* **What is required**
What appears from the first line of the data below through the line containing "holds at most", both included, should be copied exactly, and nothing else.

☆ ☆ ☆ ☆

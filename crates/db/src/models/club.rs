//! Club entity model.

use serde::Serialize;
use sqlx::FromRow;
use teampulse_core::types::{DbId, Timestamp};

/// A row from the `clubs` table.
#[derive(Debug, Clone, FromRow, Serialize)]
pub struct Club {
    pub id: DbId,
    pub name: String,
    pub responsible_user_id: Option<DbId>,
    pub created_at: Timestamp,
}
//! Defines [`TermError`], the error type for term operations.
//!
//! Only two conditions exist: a value was required but the term is
//! unbound, or a checked cast asked for the wrong concrete kind.

use thiserror::Error;

/// Represents all possible errors raised by term operations.
///
/// Equality between terms of different kinds is *not* an error; it is
/// a defined `false`.  [`TermError::Incompatible`] is reserved for
/// explicit casts and [`TermError::Unbound`] for missing values.
#[derive(Debug, Clone, PartialEq, Eq, Error)]
pub enum TermError {
    /// An operation required a value but the term holds none.
    #[error("unbound term")]
    Unbound,

    /// A checked cast targeted a kind other than the one held.
    #[error("type mismatch: expected {expected}, found {found}")]
    Incompatible {
        expected: &'static str,
        found: &'static str,
    },
}

#[cfg(test)]
mod tests {
    use super::*;

    #[test]
    fn messages() {
        assert_eq!(TermError::Unbound.to_string(), "unbound term");
        let e = TermError::Incompatible {
            expected: "list",
            found: "tuple",
        };
        assert_eq!(e.to_string(), "type mismatch: expected list, found tuple");
    }
}
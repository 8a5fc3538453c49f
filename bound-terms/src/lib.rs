//! # Bound Terms
//!
//! Owned, dynamically-tagged Prolog/Erlang-like terms with logic-variable
//! binding.
//!
//! A [`Term`] holds at most one value of one concrete kind: an [`Atom`],
//! an [`Integer`], a [`Float`], a [`Binary`], or a sequence of terms,
//! either a [`Tuple`] or a [`List`].  Every concrete kind carries its own
//! bound/unbound state.  Accessing the value of an unbound term fails
//! with [`TermError::Unbound`]; casting a term to the wrong kind fails
//! with [`TermError::Incompatible`].  Those are the only two errors.
//!
//! Equality ([`Term::equals`]) is pure and never binds.  Binding free
//! positions of a pattern against a value is done explicitly with
//! [`unify`] (or [`Term::unify`] / [`Sequence::unify`]), a two-phase,
//! all-or-nothing match: if any position disagrees, nothing is bound.
//!
//! Ownership is exclusive.  `clone` deep-copies; `take` moves a value out
//! and leaves the source unbound, so a moved-from term fails checked
//! accesses instead of aliasing.
//!
//! ## Example
//! ```rust
//! # use bound_terms::{list, tuple, Atom, Binary, List, Term, TermError, Tuple};
//! let t = Term::from(tuple![Atom::new("hello"), Binary::new(&b"world"[..])]);
//! let l = Term::from(list![Atom::new("hello"), Binary::new(&b"world"[..])]);
//!
//! // tuples and lists never compare equal
//! assert!(!t.equals(&l)?);
//!
//! // checked casts
//! let tup = t.cast::<Tuple>()?;
//! assert_eq!(tup.size()?, 2);
//! assert!(tup.front()?.unwrap().eq_value(&Atom::new("hello"))?);
//! assert!(t.cast::<List>().is_err());
//!
//! // unification binds free positions of the pattern
//! let mut pattern = Term::from(tuple![Atom::new("hello"), Binary::unbound()]);
//! assert!(pattern.unify(&t)?);
//! assert_eq!(pattern.to_string(), "(hello, hex{776F726C64})");
//! # Ok::<(), TermError>(())
//! ```
//!
//! ## License
//!
//! Released under the terms of the GNU Lesser General Public License, version 3.0 or
//! (at your option) any later version (LGPL-3.0-or-later).

mod binding;
mod display;
mod error;
mod scalar;
mod sequence;
mod term;
mod unify;

pub use binding::Binding;
pub use error::TermError;
pub use scalar::{
    Atom, AtomKind, Binary, BinaryKind, Float, FloatKind, Integer, IntegerKind, Scalar,
    ScalarKind,
};
pub use sequence::{Iter, List, ListKind, Sequence, SequenceKind, Tuple, TupleKind};
pub use term::{Concrete, Kind, Payload, Term};
pub use unify::{match_only, unify};
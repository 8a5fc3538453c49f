//! Command-line walkthrough of the [`bound_terms`] API.
//!
//! The `demo` command builds scalar and sequence terms, compares and casts
//! them, moves values out, and unifies a partially bound pattern, printing
//! each step.  The `sizes` command reports the in-memory size of the main
//! types.
//!
//! Logging goes through `env_logger`; set `RUST_LOG=trace` (or pass
//! `--verbose` to `demo`) to see the unification phases.

use bound_terms::{
    Atom, Binary, Float, Integer, List, Payload, Term, TermError, Tuple, list, tuple,
};
use clap::{Parser as ClapParser, Subcommand};
use std::mem;

#[derive(ClapParser, Debug)]
#[command(version, about, long_about = None)]
struct Args {
    /// Command
    #[command(subcommand)]
    command: Commands,
}

#[derive(Subcommand, Debug)]
enum Commands {
    /// Runs a scripted walkthrough of term construction, comparison and unification
    Demo {
        /// Log unification phases at trace level
        #[arg(short, long)]
        verbose: bool,
    },
    /// Prints sizes
    Sizes {},
}

fn main() -> Result<(), TermError> {
    let args = Args::parse();

    let mut logger = env_logger::Builder::from_default_env();
    if let Commands::Demo { verbose: true } = args.command {
        logger.filter_level(log::LevelFilter::Trace);
    }
    logger.init();

    match args.command {
        Commands::Demo { .. } => demo()?,
        Commands::Sizes {} => {
            println!("Size of Term: {}", mem::size_of::<Term>());
            println!("Size of Payload: {}", mem::size_of::<Payload>());
            println!("Size of Atom: {}", mem::size_of::<Atom>());
            println!("Size of Integer: {}", mem::size_of::<Integer>());
            println!("Size of Float: {}", mem::size_of::<Float>());
            println!("Size of Binary: {}", mem::size_of::<Binary>());
            println!("Size of Tuple: {}", mem::size_of::<Tuple>());
            println!("Size of List: {}", mem::size_of::<List>());
        }
    }

    Ok(())
}

fn demo() -> Result<(), TermError> {
    println!("scalar construction");
    let mut a1 = Atom::new("hello_world");
    println!("  a1 = {a1}, a1 == \"hello_world\": {}", a1.eq_literal("hello_world")?);

    println!("scalar move");
    let a2 = a1.take();
    println!("  a2 = {a2}, a1 bound: {}", a1.is_bound());
    match a1.equals(&a2) {
        Err(e) => println!("  a1 == a2: {e}"),
        Ok(eq) => println!("  a1 == a2: {eq}"),
    }

    println!("scalar ordering");
    let f1 = Float::new(5.3);
    println!("  {f1} < 5.4: {}, {f1} >= 5.2: {}", f1.lt(&5.4)?, f1.ge(&5.2)?);

    println!("generic term rebinding");
    let mut t = Term::from(Atom::new("ggg"));
    println!("  t = {t}");
    t.assign(Float::new(3.5));
    println!("  t = {t}, t == 'ggg': {}", t.eq_value(&Atom::new("ggg"))?);
    t.assign(Integer::new(11));
    println!("  t = {t}, t == 3.5: {}", t.eq_value(&Float::new(3.5))?);

    println!("tuples and lists");
    let tup = Term::from(tuple![Atom::new("hello"), Binary::new(&b"world"[..])]);
    let lst = Term::from(list![Atom::new("hello"), Binary::new(&b"world"[..])]);
    println!("  {tup} == {lst}: {}", tup.equals(&lst)?);
    println!("  size of {tup}: {}", tup.cast::<Tuple>()?.size()?);
    if let Err(e) = tup.cast::<List>() {
        println!("  cast {tup} to list: {e}");
    }

    println!("unification");
    let value = Term::from(tuple![
        Atom::new("hello"),
        tuple![Atom::new("hello"), Binary::new(&b"world"[..])]
    ]);
    let mut pattern = Term::from(tuple![
        Atom::new("hello"),
        tuple![Atom::new("hello"), Binary::unbound()]
    ]);
    println!("  {pattern} = {value}");
    let matched = pattern.unify(&value)?;
    println!("  matched: {matched}, pattern now {pattern}");

    let mut rejected = Term::from(tuple![Atom::new("bye"), Tuple::unbound()]);
    let matched = rejected.unify(&value)?;
    println!("  {rejected} = {value}: {matched}");

    Ok(())
}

☆ ☆ ☆ ☆

* **Answer**
filename crates/db/src/models/club.rs
//! Club entity model.

use serde::Serialize;
use sqlx::FromRow;
use teampulse_core::types::{DbId, Timestamp};

/// A row from the `clubs` table.
#[derive(Debug, Clone, FromRow, Serialize)]
pub struct Club {
    pub id: DbId,
    pub name: String,
    pub responsible_user_id: Option<DbId>,
    pub created_at: Timestamp,
}
//! Defines [`TermError`], the error type for term operations.
//!
//! Only two conditions exist: a value was required but the term is
//! unbound, or a checked cast asked for the wrong concrete kind.

use thiserror::Error;

/// Represents all possible errors raised by term operations.
///
/// Equality between terms of different kinds is *not* an error; it is
/// a defined `false`.  [`TermError::Incompatible`] is reserved for
/// explicit casts and [`TermError::Unbound`] for missing values.
#[derive(Debug, Clone, PartialEq, Eq, Error)]
pub enum TermError {
    /// An operation required a value but the term holds none.
    #[error("unbound term")]
    Unbound,

    /// A checked cast targeted a kind other than the one held.
    #[error("type mismatch: expected {expected}, found {found}")]
    Incompatible {
        expected: &'static str,
        found: &'static str,
    },
}

#[cfg(test)]
mod tests {
    use super::*;

    #[test]
    fn messages() {
        assert_eq!(TermError::Unbound.to_string(), "unbound term");
        let e = TermError::Incompatible {
            expected: "list",
            found: "tuple",
        };
        assert_eq!(e.to_string(), "type mismatch: expected list, found tuple");
    }
}
repository 8a5fc3538453c49f
filename bound-terms/src/lib.rs
//! # Bound Terms
//!
//! Owned, dynamically-tagged Prolog/Erlang-like terms with logic-variable
//! binding.
//!
//! A [`Term`] holds at most one value of one concrete kind: an [`Atom`],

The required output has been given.